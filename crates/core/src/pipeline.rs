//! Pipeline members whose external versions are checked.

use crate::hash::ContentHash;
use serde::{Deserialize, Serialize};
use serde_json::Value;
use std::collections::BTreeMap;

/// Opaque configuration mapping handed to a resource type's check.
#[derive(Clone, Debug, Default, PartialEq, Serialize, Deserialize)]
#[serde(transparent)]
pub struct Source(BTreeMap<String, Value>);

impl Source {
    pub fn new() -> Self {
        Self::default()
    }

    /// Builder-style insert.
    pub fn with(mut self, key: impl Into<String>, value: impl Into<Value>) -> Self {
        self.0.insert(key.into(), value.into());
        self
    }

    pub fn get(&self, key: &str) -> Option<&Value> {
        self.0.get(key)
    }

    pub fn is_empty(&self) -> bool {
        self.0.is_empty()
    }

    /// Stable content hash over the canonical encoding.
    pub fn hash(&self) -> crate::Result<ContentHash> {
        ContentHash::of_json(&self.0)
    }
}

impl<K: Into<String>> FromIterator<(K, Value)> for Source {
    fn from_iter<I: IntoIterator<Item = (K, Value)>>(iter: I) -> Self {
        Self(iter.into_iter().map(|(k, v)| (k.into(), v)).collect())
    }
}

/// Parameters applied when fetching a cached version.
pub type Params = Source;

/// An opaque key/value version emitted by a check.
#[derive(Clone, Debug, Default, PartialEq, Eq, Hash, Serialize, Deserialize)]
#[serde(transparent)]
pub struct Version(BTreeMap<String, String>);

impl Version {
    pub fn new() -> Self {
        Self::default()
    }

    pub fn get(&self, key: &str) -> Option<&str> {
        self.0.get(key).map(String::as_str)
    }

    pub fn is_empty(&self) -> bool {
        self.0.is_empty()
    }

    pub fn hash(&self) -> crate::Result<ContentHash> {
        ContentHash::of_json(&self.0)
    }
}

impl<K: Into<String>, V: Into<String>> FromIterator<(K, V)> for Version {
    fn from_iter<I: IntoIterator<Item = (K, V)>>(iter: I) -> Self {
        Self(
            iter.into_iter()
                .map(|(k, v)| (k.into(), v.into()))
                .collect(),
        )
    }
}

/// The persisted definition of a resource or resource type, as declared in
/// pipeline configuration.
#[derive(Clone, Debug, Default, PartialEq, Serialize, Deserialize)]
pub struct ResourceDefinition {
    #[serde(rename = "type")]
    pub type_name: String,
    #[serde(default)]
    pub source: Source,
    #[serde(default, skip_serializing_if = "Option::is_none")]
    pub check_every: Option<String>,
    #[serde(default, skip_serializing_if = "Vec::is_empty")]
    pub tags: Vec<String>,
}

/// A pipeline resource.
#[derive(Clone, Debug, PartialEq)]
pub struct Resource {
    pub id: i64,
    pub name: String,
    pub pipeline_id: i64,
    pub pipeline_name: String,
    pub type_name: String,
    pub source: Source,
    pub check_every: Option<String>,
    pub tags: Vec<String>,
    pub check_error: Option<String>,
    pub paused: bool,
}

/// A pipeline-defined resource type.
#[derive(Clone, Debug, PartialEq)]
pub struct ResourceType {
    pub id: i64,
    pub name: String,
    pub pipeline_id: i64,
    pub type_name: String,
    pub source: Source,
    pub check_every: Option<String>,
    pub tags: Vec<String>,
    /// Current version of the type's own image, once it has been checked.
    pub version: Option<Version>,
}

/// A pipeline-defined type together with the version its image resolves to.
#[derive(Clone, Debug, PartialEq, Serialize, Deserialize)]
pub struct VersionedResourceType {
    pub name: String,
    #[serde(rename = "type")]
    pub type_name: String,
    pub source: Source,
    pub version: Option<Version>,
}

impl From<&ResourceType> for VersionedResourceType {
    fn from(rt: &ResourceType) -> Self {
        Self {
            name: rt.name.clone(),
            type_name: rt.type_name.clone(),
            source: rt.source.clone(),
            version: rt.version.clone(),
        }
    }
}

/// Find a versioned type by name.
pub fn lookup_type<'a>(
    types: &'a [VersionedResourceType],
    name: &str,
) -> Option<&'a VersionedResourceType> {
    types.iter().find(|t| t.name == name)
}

---

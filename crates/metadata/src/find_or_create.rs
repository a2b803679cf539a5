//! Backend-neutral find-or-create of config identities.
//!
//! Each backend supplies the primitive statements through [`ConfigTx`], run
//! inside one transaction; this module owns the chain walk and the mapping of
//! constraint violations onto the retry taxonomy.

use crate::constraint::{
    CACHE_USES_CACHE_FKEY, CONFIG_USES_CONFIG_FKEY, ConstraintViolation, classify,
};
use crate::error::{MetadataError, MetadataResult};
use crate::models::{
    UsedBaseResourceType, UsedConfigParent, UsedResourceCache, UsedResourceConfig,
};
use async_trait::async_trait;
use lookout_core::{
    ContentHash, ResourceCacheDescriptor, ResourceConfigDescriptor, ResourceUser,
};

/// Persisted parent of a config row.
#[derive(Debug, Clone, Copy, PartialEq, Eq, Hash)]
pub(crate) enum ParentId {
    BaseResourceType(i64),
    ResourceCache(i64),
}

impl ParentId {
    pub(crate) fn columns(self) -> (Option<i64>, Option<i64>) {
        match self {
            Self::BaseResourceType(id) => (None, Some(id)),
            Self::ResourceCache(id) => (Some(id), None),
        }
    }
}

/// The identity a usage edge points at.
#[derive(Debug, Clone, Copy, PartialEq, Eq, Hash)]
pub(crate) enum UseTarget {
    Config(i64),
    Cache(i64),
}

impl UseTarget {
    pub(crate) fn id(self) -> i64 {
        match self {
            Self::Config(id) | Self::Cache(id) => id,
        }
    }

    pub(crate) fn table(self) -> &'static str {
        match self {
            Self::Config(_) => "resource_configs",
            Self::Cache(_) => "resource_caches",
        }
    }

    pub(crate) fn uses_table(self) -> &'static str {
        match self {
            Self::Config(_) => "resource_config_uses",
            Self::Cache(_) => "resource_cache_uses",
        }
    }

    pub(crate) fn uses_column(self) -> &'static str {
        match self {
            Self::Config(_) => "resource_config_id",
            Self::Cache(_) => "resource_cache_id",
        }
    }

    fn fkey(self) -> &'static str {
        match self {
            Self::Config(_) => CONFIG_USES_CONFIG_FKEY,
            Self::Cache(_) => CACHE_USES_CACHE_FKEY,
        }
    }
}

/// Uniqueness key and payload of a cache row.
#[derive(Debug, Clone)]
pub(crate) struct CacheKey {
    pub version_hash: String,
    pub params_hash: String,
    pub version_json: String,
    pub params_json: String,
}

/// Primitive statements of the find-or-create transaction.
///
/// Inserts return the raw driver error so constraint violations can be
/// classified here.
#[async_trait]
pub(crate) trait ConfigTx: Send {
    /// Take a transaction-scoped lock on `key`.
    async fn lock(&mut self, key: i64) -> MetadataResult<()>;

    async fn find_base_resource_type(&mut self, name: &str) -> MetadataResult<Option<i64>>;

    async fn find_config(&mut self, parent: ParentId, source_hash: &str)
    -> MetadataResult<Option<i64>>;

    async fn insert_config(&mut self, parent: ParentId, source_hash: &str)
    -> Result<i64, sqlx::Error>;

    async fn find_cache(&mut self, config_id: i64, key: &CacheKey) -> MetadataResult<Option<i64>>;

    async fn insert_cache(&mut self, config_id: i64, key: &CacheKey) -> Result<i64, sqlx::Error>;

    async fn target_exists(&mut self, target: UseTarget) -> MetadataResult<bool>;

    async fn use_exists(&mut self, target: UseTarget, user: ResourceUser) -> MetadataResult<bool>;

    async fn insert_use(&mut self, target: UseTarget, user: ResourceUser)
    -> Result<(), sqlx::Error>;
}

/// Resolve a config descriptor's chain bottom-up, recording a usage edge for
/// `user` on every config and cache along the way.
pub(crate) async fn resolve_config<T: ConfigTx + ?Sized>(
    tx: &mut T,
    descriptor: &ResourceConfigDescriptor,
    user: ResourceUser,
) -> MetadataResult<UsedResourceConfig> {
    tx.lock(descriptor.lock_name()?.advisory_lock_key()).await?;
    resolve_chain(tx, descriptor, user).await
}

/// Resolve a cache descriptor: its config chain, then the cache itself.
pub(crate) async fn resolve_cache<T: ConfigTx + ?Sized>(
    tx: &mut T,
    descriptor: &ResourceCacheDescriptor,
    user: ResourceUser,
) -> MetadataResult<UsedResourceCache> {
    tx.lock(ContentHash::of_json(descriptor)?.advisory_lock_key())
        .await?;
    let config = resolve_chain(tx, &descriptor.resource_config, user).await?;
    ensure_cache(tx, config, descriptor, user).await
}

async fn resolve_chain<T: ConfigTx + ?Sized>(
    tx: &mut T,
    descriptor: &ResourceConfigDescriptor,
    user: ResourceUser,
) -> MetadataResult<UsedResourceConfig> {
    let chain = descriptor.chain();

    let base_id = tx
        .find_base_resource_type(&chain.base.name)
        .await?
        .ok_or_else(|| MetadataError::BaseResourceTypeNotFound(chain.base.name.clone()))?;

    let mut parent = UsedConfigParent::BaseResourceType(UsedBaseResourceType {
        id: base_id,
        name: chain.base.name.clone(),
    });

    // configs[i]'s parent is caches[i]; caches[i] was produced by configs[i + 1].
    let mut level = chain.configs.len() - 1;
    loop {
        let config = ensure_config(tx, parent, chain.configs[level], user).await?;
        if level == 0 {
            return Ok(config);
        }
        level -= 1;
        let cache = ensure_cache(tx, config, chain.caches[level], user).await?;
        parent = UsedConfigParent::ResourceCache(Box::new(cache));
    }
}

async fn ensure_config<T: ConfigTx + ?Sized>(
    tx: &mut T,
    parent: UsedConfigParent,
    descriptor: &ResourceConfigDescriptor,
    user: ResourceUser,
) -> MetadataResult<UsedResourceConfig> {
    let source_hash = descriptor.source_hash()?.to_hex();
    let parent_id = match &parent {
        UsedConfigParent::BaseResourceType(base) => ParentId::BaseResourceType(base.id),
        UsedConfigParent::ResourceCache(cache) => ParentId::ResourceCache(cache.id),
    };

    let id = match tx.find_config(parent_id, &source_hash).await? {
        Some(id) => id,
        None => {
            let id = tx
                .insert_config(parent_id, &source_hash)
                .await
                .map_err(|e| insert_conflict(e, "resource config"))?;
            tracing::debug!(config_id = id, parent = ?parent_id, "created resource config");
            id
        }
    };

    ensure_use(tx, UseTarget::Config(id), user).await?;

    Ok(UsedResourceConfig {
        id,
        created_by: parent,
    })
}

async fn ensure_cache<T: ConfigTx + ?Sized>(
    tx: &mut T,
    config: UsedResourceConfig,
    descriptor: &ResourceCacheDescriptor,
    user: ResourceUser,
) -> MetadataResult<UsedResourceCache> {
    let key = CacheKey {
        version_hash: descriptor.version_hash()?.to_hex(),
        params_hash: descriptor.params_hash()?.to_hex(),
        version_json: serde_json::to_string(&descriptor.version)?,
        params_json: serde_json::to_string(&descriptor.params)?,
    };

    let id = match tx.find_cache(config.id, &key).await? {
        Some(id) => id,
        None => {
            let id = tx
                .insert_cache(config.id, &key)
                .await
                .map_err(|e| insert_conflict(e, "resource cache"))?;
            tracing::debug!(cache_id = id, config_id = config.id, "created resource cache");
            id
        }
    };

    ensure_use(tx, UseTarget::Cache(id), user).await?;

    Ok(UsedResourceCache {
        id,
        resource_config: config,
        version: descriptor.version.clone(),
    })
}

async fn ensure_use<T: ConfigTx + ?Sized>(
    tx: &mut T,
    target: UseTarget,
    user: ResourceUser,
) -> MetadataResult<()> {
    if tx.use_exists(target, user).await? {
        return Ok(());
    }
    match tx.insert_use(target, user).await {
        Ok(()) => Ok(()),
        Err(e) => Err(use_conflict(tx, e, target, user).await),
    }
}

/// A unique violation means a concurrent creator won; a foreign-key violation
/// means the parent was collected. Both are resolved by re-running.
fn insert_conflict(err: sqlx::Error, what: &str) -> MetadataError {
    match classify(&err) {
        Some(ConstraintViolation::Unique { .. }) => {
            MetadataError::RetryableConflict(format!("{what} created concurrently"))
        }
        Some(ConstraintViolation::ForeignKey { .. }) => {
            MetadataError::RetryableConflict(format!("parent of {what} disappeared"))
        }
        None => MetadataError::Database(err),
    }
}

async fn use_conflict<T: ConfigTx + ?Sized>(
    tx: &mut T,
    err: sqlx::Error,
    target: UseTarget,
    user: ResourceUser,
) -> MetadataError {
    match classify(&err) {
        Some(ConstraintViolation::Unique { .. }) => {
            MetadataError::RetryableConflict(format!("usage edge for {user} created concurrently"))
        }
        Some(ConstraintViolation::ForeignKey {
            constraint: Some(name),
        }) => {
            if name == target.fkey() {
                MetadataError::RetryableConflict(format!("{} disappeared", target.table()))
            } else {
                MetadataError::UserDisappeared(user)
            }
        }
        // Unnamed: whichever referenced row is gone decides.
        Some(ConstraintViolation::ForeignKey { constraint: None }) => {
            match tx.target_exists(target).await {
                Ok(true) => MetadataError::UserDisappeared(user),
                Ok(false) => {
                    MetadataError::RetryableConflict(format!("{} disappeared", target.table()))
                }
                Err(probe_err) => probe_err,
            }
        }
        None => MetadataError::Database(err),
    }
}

■ Work order
Tally the lines of the material that include "sqlx". Only the total should be given.

■ Worked solution
5